**** The records ****
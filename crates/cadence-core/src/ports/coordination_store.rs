//! CoordinationStore port - 全レプリカが共有する階層型 KV ストア
//!
//! ZooKeeper のような強整合ストアを想定しています。
//! 各操作はアトミックで、完了後は全クライアントから即座に見えます。
//!
//! # 実装
//! - **InMemoryCoordinationStore**: テスト・デモ用（`impls::inmem_store`）
//! - **TimeoutStore**: 任意のストアに操作ごとのタイムアウトを付与

use async_trait::async_trait;
use thiserror::Error;

/// Failure modes of a single store operation.
///
/// `Unavailable` is kept apart from `NoNode`/`NodeExists` so callers can tell
/// "definitely absent" from "unknown".
#[derive(Debug, Clone, PartialEq, Eq, Error)]
pub enum StoreError {
    #[error("node already exists: {0}")]
    NodeExists(String),

    #[error("no node at {0}")]
    NoNode(String),

    #[error("parent of {0} does not exist")]
    NoParent(String),

    #[error("node {0} still has children")]
    NotEmpty(String),

    #[error("invalid path: {0}")]
    InvalidPath(String),

    /// Transport failure or timeout. The operation may or may not have been applied.
    #[error("store unavailable: {0}")]
    Unavailable(String),
}

/// Whether `create` may build missing intermediate nodes.
#[derive(Debug, Clone, Copy, PartialEq, Eq)]
pub enum Parents {
    Create,
    Require,
}

/// The hierarchical store all scheduler replicas coordinate through.
///
/// Paths are absolute, `/`-separated and have no trailing slash.
#[async_trait]
pub trait CoordinationStore: Send + Sync {
    /// Atomic create; fails with `NodeExists` if the node is already there.
    async fn create(&self, path: &str, data: &[u8], parents: Parents) -> Result<(), StoreError>;

    /// Overwrite the data of an existing node.
    async fn set_data(&self, path: &str, data: &[u8]) -> Result<(), StoreError>;

    async fn delete(&self, path: &str) -> Result<(), StoreError>;

    async fn get_data(&self, path: &str) -> Result<Vec<u8>, StoreError>;

    /// Names (not paths) of the direct children.
    async fn get_children(&self, path: &str) -> Result<Vec<String>, StoreError>;

    async fn exists(&self, path: &str) -> Result<bool, StoreError>;
}

/// Join a root path and a single child segment.
pub fn child_path(root: &str, child: &str) -> String {
    if root == "/" {
        format!("/{child}")
    } else {
        format!("{root}/{child}")
    }
}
****
What the exercise asks:
Each line in the data that holds the string "self" must be returned.

Answer space:
    async fn create(&self, path: &str, data: &[u8], parents: Parents) -> Result<(), StoreError>;
    async fn set_data(&self, path: &str, data: &[u8]) -> Result<(), StoreError>;
    async fn delete(&self, path: &str) -> Result<(), StoreError>;
    async fn get_data(&self, path: &str) -> Result<Vec<u8>, StoreError>;
    async fn get_children(&self, path: &str) -> Result<Vec<String>, StoreError>;
    async fn exists(&self, path: &str) -> Result<bool, StoreError>;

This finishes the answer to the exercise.